(Collected data)
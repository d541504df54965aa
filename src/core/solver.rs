use super::engine::{health_score, run_stress_tests, runway_days};
use super::policy::{
    DAYS_PER_MONTH, EXPENSE_SLIDER_FLOOR, EXPENSE_SLIDER_UPPER_SCALE, INCOME_SLIDER_FLOOR,
    INCOME_SLIDER_UPPER_SCALE, MAX_EXPENSE_REDUCTION_PCT, PLANNING_HORIZON_MONTHS,
    SAVINGS_INCREASE_INCOME_MULTIPLE, SAVINGS_SLIDER_CEILING_FLOOR, SAVINGS_SLIDER_UPPER_SCALE,
    SLIDER_LOWER_SCALE,
};
use super::types::{
    BaselineProfile, EqualizerBounds, EqualizerReading, RepairRequirements, SliderRange,
};

/// Minimum changes needed to reach `target_days` of runway. The three
/// paths (save more, spend less, earn more) are alternatives, not a
/// combined requirement; the achievability flag is satisfied by any
/// one of them.
pub fn solve_for_target(profile: &BaselineProfile, target_days: u32) -> RepairRequirements {
    // Defensive floor so the expense path never divides by zero.
    let target_days = target_days.max(1);
    let total_expenses = profile.total_expenses();
    let target_met = target_days <= runway_days(total_expenses, profile.savings);

    let required_savings = (target_days as f64 / DAYS_PER_MONTH * total_expenses).ceil();
    let savings_increase = (required_savings - profile.savings).max(0.0);

    let required_expenses = if profile.savings > 0.0 {
        (profile.savings * DAYS_PER_MONTH / target_days as f64).floor()
    } else {
        0.0
    };
    let expense_reduction = (total_expenses - required_expenses).max(0.0);
    let expense_reduction_percent = if total_expenses > 0.0 {
        (expense_reduction / total_expenses * 100.0).round() as u32
    } else {
        0
    };

    // The income path accumulates the savings shortfall over a fixed
    // planning horizon on top of the current monthly surplus.
    let monthly_savings_needed = savings_increase / PLANNING_HORIZON_MONTHS;
    let current_monthly_surplus = profile.income - total_expenses;
    let income_increase = (monthly_savings_needed - current_monthly_surplus).ceil().max(0.0);

    if target_met {
        return RepairRequirements {
            required_savings,
            savings_increase: 0.0,
            required_expenses,
            expense_reduction: 0.0,
            expense_reduction_percent: 0,
            income_increase: 0.0,
            required_income: profile.income,
            is_achievable: true,
            target_met: true,
        };
    }

    RepairRequirements {
        required_savings,
        savings_increase,
        required_expenses,
        expense_reduction,
        expense_reduction_percent,
        income_increase,
        required_income: profile.income + income_increase,
        is_achievable: expense_reduction_percent <= MAX_EXPENSE_REDUCTION_PCT
            || savings_increase <= profile.income * SAVINGS_INCREASE_INCOME_MULTIPLE,
        target_met: false,
    }
}

/// Slider ranges for the interactive equalizer, derived from the
/// baseline so exploration stays within a plausible neighbourhood.
pub fn equalizer_bounds(profile: &BaselineProfile) -> EqualizerBounds {
    let total_expenses = profile.total_expenses();
    EqualizerBounds {
        income: SliderRange {
            min: (profile.income * SLIDER_LOWER_SCALE).max(INCOME_SLIDER_FLOOR),
            max: profile.income * INCOME_SLIDER_UPPER_SCALE,
        },
        expenses: SliderRange {
            min: (total_expenses * SLIDER_LOWER_SCALE).max(EXPENSE_SLIDER_FLOOR),
            max: total_expenses * EXPENSE_SLIDER_UPPER_SCALE,
        },
        savings: SliderRange {
            min: 0.0,
            max: (profile.savings * SAVINGS_SLIDER_UPPER_SCALE).max(SAVINGS_SLIDER_CEILING_FLOOR),
        },
    }
}

/// Re-evaluates runway, health score and the stress battery for a
/// hypothetical slider triple, clamped to the baseline-derived bounds.
/// Pure re-evaluation; cheap enough to run on every slider movement.
pub fn evaluate_adjustment(
    profile: &BaselineProfile,
    income: f64,
    expenses: f64,
    savings: f64,
) -> EqualizerReading {
    let bounds = equalizer_bounds(profile);
    let income = bounds.income.clamp(income);
    let expenses = bounds.expenses.clamp(expenses);
    let savings = bounds.savings.clamp(savings);

    let tests = run_stress_tests(income, expenses, savings);
    let passed_count = tests.iter().filter(|t| t.passed).count();

    EqualizerReading {
        income,
        expenses,
        savings,
        runway_days: runway_days(expenses, savings),
        health_score: health_score(income, expenses, savings),
        tests,
        passed_count,
    }
}
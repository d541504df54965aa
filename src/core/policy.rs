//! Tunable policy constants consumed by the engine and the API layer.
//!
//! Every shock percentage, survivability threshold, score weight and
//! slider bound lives here so the formulas that consume them stay free
//! of magic numbers.

/// Monthly amounts are converted to daily burn at a flat 30 days/month.
pub const DAYS_PER_MONTH: f64 = 30.0;

/// Sentinel returned when expenses are zero; keeps downstream
/// arithmetic and display finite instead of propagating infinity.
pub const RUNWAY_CAP_DAYS: u32 = 9999;

// Health score composition. Weights must sum to 1.
pub const SURPLUS_WEIGHT: f64 = 0.40;
pub const RUNWAY_WEIGHT: f64 = 0.35;
pub const EXPENSE_RATIO_WEIGHT: f64 = 0.25;

/// Monthly surplus ratio at which the surplus sub-score saturates at 100.
pub const SURPLUS_RATIO_CEILING: f64 = 0.30;

/// Runway at which the runway sub-score saturates at 100.
pub const RUNWAY_SCORE_CEILING_DAYS: f64 = 180.0;

// Score bands, shared with the display layer.
pub const STABLE_SCORE_MIN: u32 = 70;
pub const VULNERABLE_SCORE_MIN: u32 = 40;

// Stress-test battery.
pub const INCOME_SHOCK_PCT: f64 = 0.20;
pub const EXPENSE_SHOCK_PCT: f64 = 0.15;
/// Emergency lump sum drawn from savings, in months of expenses.
pub const EMERGENCY_COST_MONTHS: f64 = 1.0;

/// Minimum survivable runway for the income and expense shocks, and
/// the buffer diagnosis threshold.
pub const MIN_RUNWAY_DAYS: u32 = 30;
/// Smaller floor applied after the emergency draw-down.
pub const EMERGENCY_MIN_RUNWAY_DAYS: u32 = 14;

/// Share of income above which fixed expenses trigger a diagnosis.
pub const FIXED_SHARE_THRESHOLD: f64 = 0.50;

// Repair solver.
pub const PLANNING_HORIZON_MONTHS: f64 = 6.0;
pub const MAX_EXPENSE_REDUCTION_PCT: u32 = 50;
pub const SAVINGS_INCREASE_INCOME_MULTIPLE: f64 = 3.0;
pub const TARGET_RUNWAY_MIN_DAYS: u32 = 7;
pub const TARGET_RUNWAY_MAX_DAYS: u32 = 365;
pub const TARGET_RUNWAY_DEFAULT_DAYS: u32 = 90;

// Equalizer slider bounds derived from the baseline.
pub const INCOME_SLIDER_FLOOR: f64 = 500.0;
pub const EXPENSE_SLIDER_FLOOR: f64 = 200.0;
pub const SAVINGS_SLIDER_CEILING_FLOOR: f64 = 5000.0;
pub const SLIDER_LOWER_SCALE: f64 = 0.5;
pub const INCOME_SLIDER_UPPER_SCALE: f64 = 2.0;
pub const EXPENSE_SLIDER_UPPER_SCALE: f64 = 1.5;
pub const SAVINGS_SLIDER_UPPER_SCALE: f64 = 3.0;
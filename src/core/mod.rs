mod engine;
pub mod policy;
mod solver;
mod types;

pub use engine::{diagnose, health_score, run_stress_tests, runway_days};
pub use solver::{equalizer_bounds, evaluate_adjustment, solve_for_target};
pub use types::{
    BaselineProfile, Diagnosis, EqualizerBounds, EqualizerReading, RepairRequirements, ScoreBand,
    Severity, SliderRange, StressTestResult,
};
use serde::Serialize;

use super::policy::{STABLE_SCORE_MIN, VULNERABLE_SCORE_MIN};

/// Monthly budget baseline. All amounts are monthly except `savings`,
/// which is the liquid balance available today.
#[derive(Debug, Clone, Copy, PartialEq, Serialize)]
#[serde(rename_all = "camelCase")]
pub struct BaselineProfile {
    pub income: f64,
    pub rent: f64,
    pub transportation: f64,
    pub groceries: f64,
    pub other: f64,
    pub savings: f64,
}

impl BaselineProfile {
    pub fn fixed_expenses(&self) -> f64 {
        self.rent + self.transportation
    }

    pub fn flexible_expenses(&self) -> f64 {
        self.groceries + self.other
    }

    pub fn total_expenses(&self) -> f64 {
        self.fixed_expenses() + self.flexible_expenses()
    }

    pub fn burn_rate(&self) -> f64 {
        self.total_expenses()
    }
}

#[derive(Copy, Clone, Debug, Eq, PartialEq, Serialize)]
#[serde(rename_all = "lowercase")]
pub enum Severity {
    Mild,
    Moderate,
    Severe,
}

#[derive(Debug, Clone, PartialEq, Serialize)]
#[serde(rename_all = "camelCase")]
pub struct StressTestResult {
    pub id: &'static str,
    pub name: &'static str,
    pub severity: Severity,
    pub scenario: String,
    pub passed: bool,
    pub consequence: String,
}

#[derive(Copy, Clone, Debug, Eq, PartialEq, Serialize)]
#[serde(rename_all = "lowercase")]
pub enum Diagnosis {
    Fixed,
    Buffer,
    Income,
}

impl Diagnosis {
    pub fn label(self) -> &'static str {
        match self {
            Diagnosis::Fixed => "Fixed expenses too high",
            Diagnosis::Buffer => "Insufficient savings buffer",
            Diagnosis::Income => "Income too low for expense structure",
        }
    }

    pub fn description(self) -> &'static str {
        match self {
            Diagnosis::Fixed => {
                "Rent and transportation consume a large portion of income, leaving little flexibility."
            }
            Diagnosis::Buffer => "Your savings cannot absorb unexpected costs or income gaps.",
            Diagnosis::Income => "Current income cannot sustainably support your expense structure.",
        }
    }
}

#[derive(Copy, Clone, Debug, Eq, PartialEq, Serialize)]
#[serde(rename_all = "kebab-case")]
pub enum ScoreBand {
    Stable,
    Vulnerable,
    AtRisk,
}

impl ScoreBand {
    pub fn from_score(score: u32) -> Self {
        if score >= STABLE_SCORE_MIN {
            ScoreBand::Stable
        } else if score >= VULNERABLE_SCORE_MIN {
            ScoreBand::Vulnerable
        } else {
            ScoreBand::AtRisk
        }
    }

    pub fn label(self) -> &'static str {
        match self {
            ScoreBand::Stable => "Stable",
            ScoreBand::Vulnerable => "Vulnerable",
            ScoreBand::AtRisk => "At Risk",
        }
    }
}

/// Output of the target-runway solver. The three increase paths are
/// alternatives; satisfying any one of them reaches the target.
#[derive(Debug, Clone, Copy, PartialEq, Serialize)]
#[serde(rename_all = "camelCase")]
pub struct RepairRequirements {
    pub required_savings: f64,
    pub savings_increase: f64,
    pub required_expenses: f64,
    pub expense_reduction: f64,
    pub expense_reduction_percent: u32,
    pub income_increase: f64,
    pub required_income: f64,
    pub is_achievable: bool,
    pub target_met: bool,
}

#[derive(Debug, Clone, Copy, PartialEq, Serialize)]
#[serde(rename_all = "camelCase")]
pub struct SliderRange {
    pub min: f64,
    pub max: f64,
}

impl SliderRange {
    /// Total clamp: when a degenerate baseline inverts the range the
    /// upper bound wins, so the result stays deterministic.
    pub fn clamp(&self, value: f64) -> f64 {
        value.max(self.min).min(self.max)
    }
}

#[derive(Debug, Clone, Copy, PartialEq, Serialize)]
#[serde(rename_all = "camelCase")]
pub struct EqualizerBounds {
    pub income: SliderRange,
    pub expenses: SliderRange,
    pub savings: SliderRange,
}

/// Snapshot of all derived metrics for one hypothetical slider triple.
#[derive(Debug, Clone, PartialEq, Serialize)]
#[serde(rename_all = "camelCase")]
pub struct EqualizerReading {
    pub income: f64,
    pub expenses: f64,
    pub savings: f64,
    pub runway_days: u32,
    pub health_score: u32,
    pub tests: [StressTestResult; 3],
    pub passed_count: usize,
}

- **What is being asked**:
From the data above, gather every line that includes the word "solver".

- **Solution to the problem**:
filename src/core/solver.rs
// Repair solver.
mod solver;
pub use solver::{equalizer_bounds, evaluate_adjustment, solve_for_target};
/// Output of the target-runway solver. The three increase paths are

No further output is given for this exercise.